• [Task instructions]: Output the material exactly, line by line.

|---|

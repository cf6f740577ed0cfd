//! Árvore do relatório XML do `nvidia-smi -q -x`.
//!
//! O relatório é reconstruído a cada ciclo: a raiz (`nvidia_smi_log`) contém
//! nós `gpu` misturados com metadados (`timestamp`, `driver_version`…).
//! Só interessam tags, filhos e texto; atributos são descartados.

use quick_xml::Reader;
use quick_xml::events::{BytesStart, Event};

/// Um nó do relatório.
#[derive(Debug, Clone, Default, PartialEq)]
pub struct ReportNode {
    pub tag: String,
    /// Texto do nó antes do primeiro filho
    pub text: String,
    pub children: Vec<ReportNode>,
}

impl ReportNode {
    pub fn new(tag: impl Into<String>) -> Self {
        Self {
            tag: tag.into(),
            ..Default::default()
        }
    }

    pub fn with_text(mut self, text: impl Into<String>) -> Self {
        self.text = text.into();
        self
    }

    pub fn with_child(mut self, child: ReportNode) -> Self {
        self.children.push(child);
        self
    }

    /// Primeiro filho direto com a tag exata.
    pub fn find_child(&self, tag: &str) -> Option<&ReportNode> {
        self.children.iter().find(|c| c.tag == tag)
    }
}

/// Erros de parsing do relatório.
#[derive(Debug, thiserror::Error)]
pub enum ReportError {
    #[error("XML inválido na posição {position}: {message}")]
    Xml { position: u64, message: String },

    #[error("Relatório vazio (nenhum elemento raiz)")]
    Empty,

    #[error("Tag não fechada: <{0}>")]
    Unclosed(String),

    #[error("Mais de um elemento raiz: <{0}>")]
    MultipleRoots(String),
}

/// Faz o parsing do XML completo em uma árvore de [`ReportNode`].
pub fn parse_report(xml: &str) -> Result<ReportNode, ReportError> {
    let mut reader = Reader::from_str(xml);
    reader.config_mut().trim_text(true);

    let mut stack: Vec<ReportNode> = Vec::new();
    let mut root: Option<ReportNode> = None;

    loop {
        let event = reader.read_event().map_err(|e| ReportError::Xml {
            position: reader.buffer_position(),
            message: e.to_string(),
        })?;

        match event {
            Event::Start(e) => stack.push(ReportNode::new(tag_name(&e))),
            Event::Empty(e) => attach(&mut stack, &mut root, ReportNode::new(tag_name(&e)))?,
            Event::End(_) => {
                if let Some(node) = stack.pop() {
                    attach(&mut stack, &mut root, node)?;
                }
            }
            Event::Text(e) => {
                if let Some(node) = stack.last_mut().filter(|n| n.children.is_empty()) {
                    let text = e.unescape().map_err(|err| ReportError::Xml {
                        position: reader.buffer_position(),
                        message: err.to_string(),
                    })?;
                    node.text.push_str(&text);
                }
            }
            Event::CData(e) => {
                if let Some(node) = stack.last_mut().filter(|n| n.children.is_empty()) {
                    node.text.push_str(&String::from_utf8_lossy(&e));
                }
            }
            Event::Eof => break,
            // Decl, DocType, comentários, PIs
            _ => {}
        }
    }

    if let Some(open) = stack.pop() {
        return Err(ReportError::Unclosed(open.tag));
    }
    root.ok_or(ReportError::Empty)
}

fn tag_name(e: &BytesStart<'_>) -> String {
    String::from_utf8_lossy(e.name().as_ref()).into_owned()
}

fn attach(
    stack: &mut [ReportNode],
    root: &mut Option<ReportNode>,
    node: ReportNode,
) -> Result<(), ReportError> {
    match stack.last_mut() {
        Some(parent) => parent.children.push(node),
        None if root.is_none() => *root = Some(node),
        None => return Err(ReportError::MultipleRoots(node.tag)),
    }
    Ok(())
}

#[cfg(test)]
mod tests {
    use super::*;

    const SMI_SAMPLE: &str = r#"<?xml version="1.0" ?>
<!DOCTYPE nvidia_smi_log SYSTEM "nvsmi_device_v12.dtd">
<nvidia_smi_log>
    <timestamp>Sat Oct 17 12:00:00 2026</timestamp>
    <driver_version>550.54.14</driver_version>
    <attached_gpus>1</attached_gpus>
    <gpu id="00000000:01:00.0">
        <product_name>NVIDIA GeForce RTX 3080</product_name>
        <fb_memory_usage>
            <total>10240 MiB</total>
            <used>512 MiB</used>
        </fb_memory_usage>
        <temperature>
            <gpu_temp>45 C</gpu_temp>
        </temperature>
        <ecc_mode/>
    </gpu>
</nvidia_smi_log>
"#;

    #[test]
    fn parses_nvidia_smi_layout() {
        let root = parse_report(SMI_SAMPLE).unwrap();
        assert_eq!(root.tag, "nvidia_smi_log");
        assert_eq!(root.children.len(), 4);

        let gpu = root.find_child("gpu").unwrap();
        let used = gpu
            .find_child("fb_memory_usage")
            .and_then(|m| m.find_child("used"))
            .unwrap();
        assert_eq!(used.text, "512 MiB");
        assert!(gpu.find_child("ecc_mode").unwrap().text.is_empty());
    }

    #[test]
    fn find_child_returns_first_match() {
        let node = ReportNode::new("gpu")
            .with_child(ReportNode::new("clock").with_text("1"))
            .with_child(ReportNode::new("clock").with_text("2"));
        assert_eq!(node.find_child("clock").unwrap().text, "1");
        assert!(node.find_child("missing").is_none());
    }

    #[test]
    fn text_after_first_child_is_ignored() {
        let root = parse_report("<r><a>12 <b/> W</a></r>").unwrap();
        let a = root.find_child("a").unwrap();
        assert_eq!(a.text, "12");
        assert_eq!(a.children.len(), 1);
    }

    #[test]
    fn unescapes_entities() {
        let root = parse_report("<r><name>A &amp; B</name></r>").unwrap();
        assert_eq!(root.find_child("name").unwrap().text, "A & B");
    }

    #[test]
    fn rejects_mismatched_tags() {
        assert!(matches!(
            parse_report("<r><a></b></r>"),
            Err(ReportError::Xml { .. })
        ));
    }

    #[test]
    fn rejects_empty_document() {
        assert!(matches!(parse_report(""), Err(ReportError::Empty)));
        assert!(matches!(
            parse_report("<?xml version=\"1.0\"?>"),
            Err(ReportError::Empty)
        ));
    }

    #[test]
    fn rejects_second_root() {
        assert!(matches!(
            parse_report("<a/><b/>"),
            Err(ReportError::MultipleRoots(tag)) if tag == "b"
        ));
    }
}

|---|

• [Answer to the exercise]:
repository cf6f740577ed0cfd
//! Árvore do relatório XML do `nvidia-smi -q -x`.
//!
//! O relatório é reconstruído a cada ciclo: a raiz (`nvidia_smi_log`) contém
//! nós `gpu` misturados com metadados (`timestamp`, `driver_version`…).
//! Só interessam tags, filhos e texto; atributos são descartados.

use quick_xml::Reader;
use quick_xml::events::{BytesStart, Event};

/// Um nó do relatório.
#[derive(Debug, Clone, Default, PartialEq)]
pub struct ReportNode {
    pub tag: String,
    /// Texto do nó antes do primeiro filho
    pub text: String,
    pub children: Vec<ReportNode>,
}

impl ReportNode {
    pub fn new(tag: impl Into<String>) -> Self {
        Self {
            tag: tag.into(),
            ..Default::default()
        }
    }

    pub fn with_text(mut self, text: impl Into<String>) -> Self {
        self.text = text.into();
        self
    }

    pub fn with_child(mut self, child: ReportNode) -> Self {
        self.children.push(child);
        self
    }

    /// Primeiro filho direto com a tag exata.
    pub fn find_child(&self, tag: &str) -> Option<&ReportNode> {
        self.children.iter().find(|c| c.tag == tag)
    }
}

/// Erros de parsing do relatório.
#[derive(Debug, thiserror::Error)]
pub enum ReportError {
    #[error("XML inválido na posição {position}: {message}")]
    Xml { position: u64, message: String },

    #[error("Relatório vazio (nenhum elemento raiz)")]
    Empty,

    #[error("Tag não fechada: <{0}>")]
    Unclosed(String),

    #[error("Mais de um elemento raiz: <{0}>")]
    MultipleRoots(String),
}

/// Faz o parsing do XML completo em uma árvore de [`ReportNode`].
pub fn parse_report(xml: &str) -> Result<ReportNode, ReportError> {
    let mut reader = Reader::from_str(xml);
    reader.config_mut().trim_text(true);

    let mut stack: Vec<ReportNode> = Vec::new();
    let mut root: Option<ReportNode> = None;

    loop {
        let event = reader.read_event().map_err(|e| ReportError::Xml {
            position: reader.buffer_position(),
            message: e.to_string(),
        })?;

        match event {
            Event::Start(e) => stack.push(ReportNode::new(tag_name(&e))),
            Event::Empty(e) => attach(&mut stack, &mut root, ReportNode::new(tag_name(&e)))?,
            Event::End(_) => {
                if let Some(node) = stack.pop() {
                    attach(&mut stack, &mut root, node)?;
                }
            }
            Event::Text(e) => {
                if let Some(node) = stack.last_mut().filter(|n| n.children.is_empty()) {
                    let text = e.unescape().map_err(|err| ReportError::Xml {
                        position: reader.buffer_position(),
                        message: err.to_string(),
                    })?;
                    node.text.push_str(&text);
                }
            }
            Event::CData(e) => {
                if let Some(node) = stack.last_mut().filter(|n| n.children.is_empty()) {
                    node.text.push_str(&String::from_utf8_lossy(&e));
                }
            }
            Event::Eof => break,
            // Decl, DocType, comentários, PIs
            _ => {}
        }
    }

    if let Some(open) = stack.pop() {
        return Err(ReportError::Unclosed(open.tag));
    }
    root.ok_or(ReportError::Empty)
}

fn tag_name(e: &BytesStart<'_>) -> String {
    String::from_utf8_lossy(e.name().as_ref()).into_owned()
}

fn attach(
    stack: &mut [ReportNode],
    root: &mut Option<ReportNode>,
    node: ReportNode,
) -> Result<(), ReportError> {
    match stack.last_mut() {
        Some(parent) => parent.children.push(node),
        None if root.is_none() => *root = Some(node),
        None => return Err(ReportError::MultipleRoots(node.tag)),
    }
    Ok(())
}

#[cfg(test)]
mod tests {
    use super::*;

    const SMI_SAMPLE: &str = r#"<?xml version="1.0" ?>
<!DOCTYPE nvidia_smi_log SYSTEM "nvsmi_device_v12.dtd">
<nvidia_smi_log>
    <timestamp>Sat Oct 17 12:00:00 2026</timestamp>
    <driver_version>550.54.14</driver_version>
    <attached_gpus>1</attached_gpus>
    <gpu id="00000000:01:00.0">
        <product_name>NVIDIA GeForce RTX 3080</product_name>
        <fb_memory_usage>
            <total>10240 MiB</total>
            <used>512 MiB</used>
        </fb_memory_usage>
        <temperature>
            <gpu_temp>45 C</gpu_temp>
        </temperature>
        <ecc_mode/>
    </gpu>
</nvidia_smi_log>
"#;

    #[test]
    fn parses_nvidia_smi_layout() {
        let root = parse_report(SMI_SAMPLE).unwrap();
        assert_eq!(root.tag, "nvidia_smi_log");
        assert_eq!(root.children.len(), 4);

        let gpu = root.find_child("gpu").unwrap();
        let used = gpu
            .find_child("fb_memory_usage")
            .and_then(|m| m.find_child("used"))
            .unwrap();
        assert_eq!(used.text, "512 MiB");
        assert!(gpu.find_child("ecc_mode").unwrap().text.is_empty());
    }

    #[test]
    fn find_child_returns_first_match() {
        let node = ReportNode::new("gpu")
            .with_child(ReportNode::new("clock").with_text("1"))
            .with_child(ReportNode::new("clock").with_text("2"));
        assert_eq!(node.find_child("clock").unwrap().text, "1");
        assert!(node.find_child("missing").is_none());
    }

    #[test]
    fn text_after_first_child_is_ignored() {
        let root = parse_report("<r><a>12 <b/> W</a></r>").unwrap();
        let a = root.find_child("a").unwrap();
        assert_eq!(a.text, "12");
        assert_eq!(a.children.len(), 1);
    }

    #[test]
    fn unescapes_entities() {
        let root = parse_report("<r><name>A &amp; B</name></r>").unwrap();
        assert_eq!(root.find_child("name").unwrap().text, "A & B");
    }

    #[test]
    fn rejects_mismatched_tags() {
        assert!(matches!(
            parse_report("<r><a></b></r>"),
            Err(ReportError::Xml { .. })
        ));
    }

    #[test]
    fn rejects_empty_document() {
        assert!(matches!(parse_report(""), Err(ReportError::Empty)));
        assert!(matches!(
            parse_report("<?xml version=\"1.0\"?>"),
            Err(ReportError::Empty)
        ));
    }

    #[test]
    fn rejects_second_root() {
        assert!(matches!(
            parse_report("<a/><b/>"),
            Err(ReportError::MultipleRoots(tag)) if tag == "b"
        ));
    }
}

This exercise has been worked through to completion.